■ **Directions**
Count the lines below that hold the string "PathBuf". Give only that number.

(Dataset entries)
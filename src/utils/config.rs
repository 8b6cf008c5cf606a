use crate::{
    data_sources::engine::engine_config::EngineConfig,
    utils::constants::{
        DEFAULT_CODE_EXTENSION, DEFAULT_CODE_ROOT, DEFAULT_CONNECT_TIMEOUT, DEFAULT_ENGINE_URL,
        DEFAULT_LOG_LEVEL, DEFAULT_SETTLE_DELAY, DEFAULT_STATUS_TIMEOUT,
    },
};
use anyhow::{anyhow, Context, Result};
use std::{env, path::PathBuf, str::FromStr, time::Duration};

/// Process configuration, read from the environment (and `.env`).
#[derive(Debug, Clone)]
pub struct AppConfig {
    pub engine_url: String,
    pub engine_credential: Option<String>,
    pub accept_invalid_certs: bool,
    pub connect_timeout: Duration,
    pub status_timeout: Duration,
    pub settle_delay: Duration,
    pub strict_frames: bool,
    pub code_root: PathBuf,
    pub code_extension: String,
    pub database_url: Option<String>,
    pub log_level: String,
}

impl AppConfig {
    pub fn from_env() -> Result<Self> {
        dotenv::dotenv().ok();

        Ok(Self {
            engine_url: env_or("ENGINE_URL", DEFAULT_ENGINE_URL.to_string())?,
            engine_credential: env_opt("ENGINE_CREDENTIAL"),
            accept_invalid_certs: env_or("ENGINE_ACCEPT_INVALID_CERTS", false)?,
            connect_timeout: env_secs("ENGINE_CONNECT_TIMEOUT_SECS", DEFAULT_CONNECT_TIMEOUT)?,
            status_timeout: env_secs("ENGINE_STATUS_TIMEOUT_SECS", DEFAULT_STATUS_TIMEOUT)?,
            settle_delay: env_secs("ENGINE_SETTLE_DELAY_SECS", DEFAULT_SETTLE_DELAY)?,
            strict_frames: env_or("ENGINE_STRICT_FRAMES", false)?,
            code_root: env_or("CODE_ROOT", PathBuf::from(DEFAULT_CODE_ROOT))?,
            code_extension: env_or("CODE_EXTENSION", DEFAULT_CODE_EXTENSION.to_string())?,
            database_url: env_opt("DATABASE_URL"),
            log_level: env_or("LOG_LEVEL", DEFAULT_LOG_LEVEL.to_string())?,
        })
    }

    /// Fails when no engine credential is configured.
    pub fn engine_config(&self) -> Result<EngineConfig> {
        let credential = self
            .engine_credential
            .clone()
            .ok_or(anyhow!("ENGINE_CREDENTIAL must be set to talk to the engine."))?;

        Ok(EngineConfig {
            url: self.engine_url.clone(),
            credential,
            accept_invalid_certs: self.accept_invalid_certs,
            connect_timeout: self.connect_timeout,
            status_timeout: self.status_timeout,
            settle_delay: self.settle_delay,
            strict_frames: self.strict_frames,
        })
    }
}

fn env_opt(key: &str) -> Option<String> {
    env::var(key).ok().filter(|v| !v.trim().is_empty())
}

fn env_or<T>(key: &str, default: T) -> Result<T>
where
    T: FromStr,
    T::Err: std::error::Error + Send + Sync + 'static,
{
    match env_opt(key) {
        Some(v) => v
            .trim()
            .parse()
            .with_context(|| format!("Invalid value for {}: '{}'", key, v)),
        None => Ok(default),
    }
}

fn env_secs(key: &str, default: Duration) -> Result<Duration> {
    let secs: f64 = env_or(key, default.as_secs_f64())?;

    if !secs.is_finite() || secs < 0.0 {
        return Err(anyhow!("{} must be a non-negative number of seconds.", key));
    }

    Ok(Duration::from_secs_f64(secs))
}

■ **Solution to this exercise**
3